What follows is a set of records. Repeat them word for word.

● Information provided
>>>>>

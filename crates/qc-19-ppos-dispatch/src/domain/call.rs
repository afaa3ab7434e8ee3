//! # Call Envelope
//!
//! A system-contract call payload is an RLP list of byte strings:
//!
//! ```text
//! [ rlp(code: u16), rlp(arg_1), rlp(arg_2), ... ]
//! ```
//!
//! Each item is itself the RLP encoding of one field, so arguments of any
//! type travel as opaque bytes until the handler's argument list decodes them.

use super::args::decode_exact;
use rlp::{Encodable, Rlp, RlpStream};

/// A parsed call: function code plus still-encoded arguments.
#[derive(Clone, Debug, Default, PartialEq, Eq)]
pub struct CallInput {
    pub code: u16,
    pub args: Vec<Vec<u8>>,
}

impl CallInput {
    #[must_use]
    pub fn new(code: u16) -> Self {
        Self {
            code,
            args: Vec::new(),
        }
    }

    /// Append one argument, RLP-encoding it.
    #[must_use]
    pub fn arg<T: Encodable>(mut self, value: &T) -> Self {
        self.args.push(rlp::encode(value).to_vec());
        self
    }

    /// Append an argument that is already RLP-encoded.
    #[must_use]
    pub fn raw_arg(mut self, encoded: Vec<u8>) -> Self {
        self.args.push(encoded);
        self
    }

    /// Serialize into the wire envelope.
    #[must_use]
    pub fn to_bytes(&self) -> Vec<u8> {
        let mut stream = RlpStream::new_list(self.args.len() + 1);
        stream.append(&rlp::encode(&self.code).to_vec());
        for arg in &self.args {
            stream.append(arg);
        }
        stream.out().to_vec()
    }

    /// Parse the wire envelope.
    pub fn parse(input: &[u8]) -> Result<Self, String> {
        let rlp = Rlp::new(input);
        if !rlp.is_list() {
            return Err("call input is not an RLP list".to_string());
        }
        let info = rlp
            .payload_info()
            .map_err(|e| format!("call input is malformed: {e}"))?;
        if info.header_len + info.value_len != input.len() {
            return Err("call input has trailing bytes after the list".to_string());
        }
        let mut fields: Vec<Vec<u8>> = rlp
            .as_list()
            .map_err(|e| format!("call input fields must be byte strings: {e}"))?;
        if fields.is_empty() {
            return Err("call input has no function code".to_string());
        }
        let args = fields.split_off(1);
        let code: u16 =
            decode_exact(&fields[0]).map_err(|e| format!("function code is not a u16: {e}"))?;
        Ok(Self { code, args })
    }
}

<<<<<

● Exercise solution
filename crates/qc-19-ppos-dispatch/src/domain/call.rs
repository afaa3ab7434e8ee3
//! # Call Envelope
//!
//! A system-contract call payload is an RLP list of byte strings:
//!
//! ```text
//! [ rlp(code: u16), rlp(arg_1), rlp(arg_2), ... ]
//! ```
//!
//! Each item is itself the RLP encoding of one field, so arguments of any
//! type travel as opaque bytes until the handler's argument list decodes them.

use super::args::decode_exact;
use rlp::{Encodable, Rlp, RlpStream};

/// A parsed call: function code plus still-encoded arguments.
#[derive(Clone, Debug, Default, PartialEq, Eq)]
pub struct CallInput {
    pub code: u16,
    pub args: Vec<Vec<u8>>,
}

impl CallInput {
    #[must_use]
    pub fn new(code: u16) -> Self {
        Self {
            code,
            args: Vec::new(),
        }
    }

    /// Append one argument, RLP-encoding it.
    #[must_use]
    pub fn arg<T: Encodable>(mut self, value: &T) -> Self {
        self.args.push(rlp::encode(value).to_vec());
        self
    }

    /// Append an argument that is already RLP-encoded.
    #[must_use]
    pub fn raw_arg(mut self, encoded: Vec<u8>) -> Self {
        self.args.push(encoded);
        self
    }

    /// Serialize into the wire envelope.
    #[must_use]
    pub fn to_bytes(&self) -> Vec<u8> {
        let mut stream = RlpStream::new_list(self.args.len() + 1);
        stream.append(&rlp::encode(&self.code).to_vec());
        for arg in &self.args {
            stream.append(arg);
        }
        stream.out().to_vec()
    }

    /// Parse the wire envelope.
    pub fn parse(input: &[u8]) -> Result<Self, String> {
        let rlp = Rlp::new(input);
        if !rlp.is_list() {
            return Err("call input is not an RLP list".to_string());
        }
        let info = rlp
            .payload_info()
            .map_err(|e| format!("call input is malformed: {e}"))?;
        if info.header_len + info.value_len != input.len() {
            return Err("call input has trailing bytes after the list".to_string());
        }
        let mut fields: Vec<Vec<u8>> = rlp
            .as_list()
            .map_err(|e| format!("call input fields must be byte strings: {e}"))?;
        if fields.is_empty() {
            return Err("call input has no function code".to_string());
        }
        let args = fields.split_off(1);
        let code: u16 =
            decode_exact(&fields[0]).map_err(|e| format!("function code is not a u16: {e}"))?;
        Ok(Self { code, args })
    }
}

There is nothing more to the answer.